Training data: (95662, 16)
Test data: (45019, 15)

✅ Data loaded and time features created


## 1. Dataset Overview

In [3]:
# Basic statistics
print("=" * 60)
print("DATASET SUMMARY")
print("=" * 60)

fraud_count = train['FraudResult'].sum()
total_count = len(train)
fraud_rate = (fraud_count / total_count) * 100

print(f"Total Transactions: {total_count:,}")
print(f"Fraudulent Transactions: {fraud_count:,}")
print(f"Legitimate Transactions: {total_count - fraud_count:,}")
print(f"Fraud Rate: {fraud_rate:.3f}%")
print(f"Class Imbalance Ratio: 1:{int(total_count/fraud_count)}")

DATASET SUMMARY
Total Transactions: 95,662
Fraudulent Transactions: 193
Legitimate Transactions: 95,469
Fraud Rate: 0.202%
Class Imbalance Ratio: 1:495


## 2. Fraud Distribution - Interactive Visualization

In [4]:
# Interactive Pie Chart - Fraud vs Legitimate
fraud_counts = train['FraudResult'].value_counts()
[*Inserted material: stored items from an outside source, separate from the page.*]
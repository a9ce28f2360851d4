//! Sign Out Use Case
//!
//! Invalidates a user session.

use std::sync::Arc;

use crate::domain::repository::SessionRepository;
use crate::domain::value_object::SessionId;
use crate::error::AccountResult;

/// Sign out use case
pub struct SignOutUseCase<S>
where
    S: SessionRepository,
{
    session_repo: Arc<S>,
}

impl<S> SignOutUseCase<S>
where
    S: SessionRepository,
{
    pub fn new(session_repo: Arc<S>) -> Self {
        Self { session_repo }
    }

    /// Sign out from current session
    pub async fn execute(&self, session_id: &SessionId) -> AccountResult<()> {
        self.session_repo.delete(session_id).await?;

        tracing::info!(session_id = %session_id, "User signed out");
        Ok(())
    }
}
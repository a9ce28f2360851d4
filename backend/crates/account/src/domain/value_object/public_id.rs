//! PublicId Value Object
//!
//! Identifier exposed in admin forms and URLs. The internal UUID never
//! leaves the server.
//!
//! ```rust
//! use account::domain::value_object::public_id::PublicId;
//!
//! let public_id = PublicId::new();
//! assert_eq!(public_id.as_str().len(), 21);
//! ```
use std::str::FromStr;

use nid::Nanoid;
use serde::{Deserialize, Serialize};

#[derive(Debug, Clone, Copy, PartialEq, Eq, Hash, Serialize, Deserialize)]
pub struct PublicId(pub Nanoid);

impl PublicId {
    #[inline]
    pub fn new() -> Self {
        Self(Nanoid::new())
    }

    #[inline]
    pub fn parse_str(s: &str) -> Result<Self, nid::ParseError> {
        Nanoid::from_str(s).map(PublicId)
    }

    #[inline]
    pub fn as_str(&self) -> &str {
        self.0.as_str()
    }
}

impl FromStr for PublicId {
    type Err = nid::ParseError;

    fn from_str(s: &str) -> Result<Self, Self::Err> {
        PublicId::parse_str(s)
    }
}

impl Default for PublicId {
    fn default() -> Self {
        Self::new()
    }
}

impl std::fmt::Display for PublicId {
    fn fmt(&self, f: &mut std::fmt::Formatter<'_>) -> std::fmt::Result {
        f.write_str(self.0.as_str())
    }
}

#[cfg(test)]
mod tests {
    use super::*;

    #[test]
    fn test_public_id_new() {
        assert_eq!(PublicId::new().as_str().len(), 21);
        assert_ne!(PublicId::new(), PublicId::new());
    }

    #[test]
    fn test_public_id_parse_str() {
        let id_str = "0123456789abcdefghi01";
        let public_id: PublicId = id_str.parse().unwrap();
        assert_eq!(public_id.as_str(), id_str);
    }

    #[test]
    fn test_public_id_parse_str_invalid() {
        assert!(PublicId::parse_str("invalid_id!@#").is_err());
        assert!(PublicId::parse_str("").is_err());
    }
}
fig = go.Figure(data=[go.Pie(
    labels=['Legitimate', 'Fraud'],
    values=fraud_counts.values,
    hole=0.4,
    marker=dict(colors=['#2E86C1', '#E74C3C']),
    textinfo='label+percent',
    hovertemplate="<b>%{label}</b><br>Count: %{value:,}<br>Percentage: %{percent}<extra></extra>"
)])

fig.update_layout(
    title='Overall Fraud Distribution',
    height=500,
    showlegend=True
)

fig.show()

## 3. Temporal Fraud Patterns

In [5]:
# Hourly fraud analysis
hourly_fraud = train.groupby('Hour')['FraudResult'].agg(['sum', 'count'])
hourly_fraud['rate'] = (hourly_fraud['sum'] / hourly_fraud['count']) * 100

# Daily fraud analysis  
daily_fraud = train.groupby('Date')['FraudResult'].agg(['sum', 'count'])
daily_fraud['rate'] = (daily_fraud['sum'] / daily_fraud['count']) * 100

# Create subplots
fig = make_subplots(
    rows=2, cols=1,
    subplot_titles=('Fraud Rate by Hour of Day', 'Daily Fraud Rate Trend'),
    vertical_spacing=0.15
)

# Hourly pattern
fig.add_trace(
    go.Bar(
        x=hourly_fraud.index,
        y=hourly_fraud['rate'],
        name='Hourly Fraud Rate',
        marker_color='#FF6B6B',
        hovertemplate="<b>Hour: %{x}</b><br>Fraud Rate: %{y:.2f}%<br>Frauds: %{customdata[0]}<br>Total: %{customdata[1]}<extra></extra>",
        customdata=np.column_stack((hourly_fraud['sum'], hourly_fraud['count']))
    ),
    row=1, col=1
)

# Daily trend
fig.add_trace(
    go.Scatter(
        x=daily_fraud.index,
        y=daily_fraud['rate'],
        name='Daily Fraud Rate',
        line=dict(color='#4ECDC4', width=2),
        mode='lines+markers',
        hovertemplate="<b>Date: %{x}</b><br>Fraud Rate: %{y:.2f}%<br>Frauds: %{customdata[0]}<br>Total: %{customdata[1]}<extra></extra>",
        customdata=np.column_stack((daily_fraud['sum'], daily_fraud['count']))
    ),
    row=2, col=1
)

# Update axes
fig.update_xaxes(title_text="Hour", row=1, col=1)
fig.update_xaxes(title_text="Date", row=2, col=1)
fig.update_yaxes(title_text="Fraud Rate (%)", row=1, col=1)
fig.update_yaxes(title_text="Fraud Rate (%)", row=2, col=1)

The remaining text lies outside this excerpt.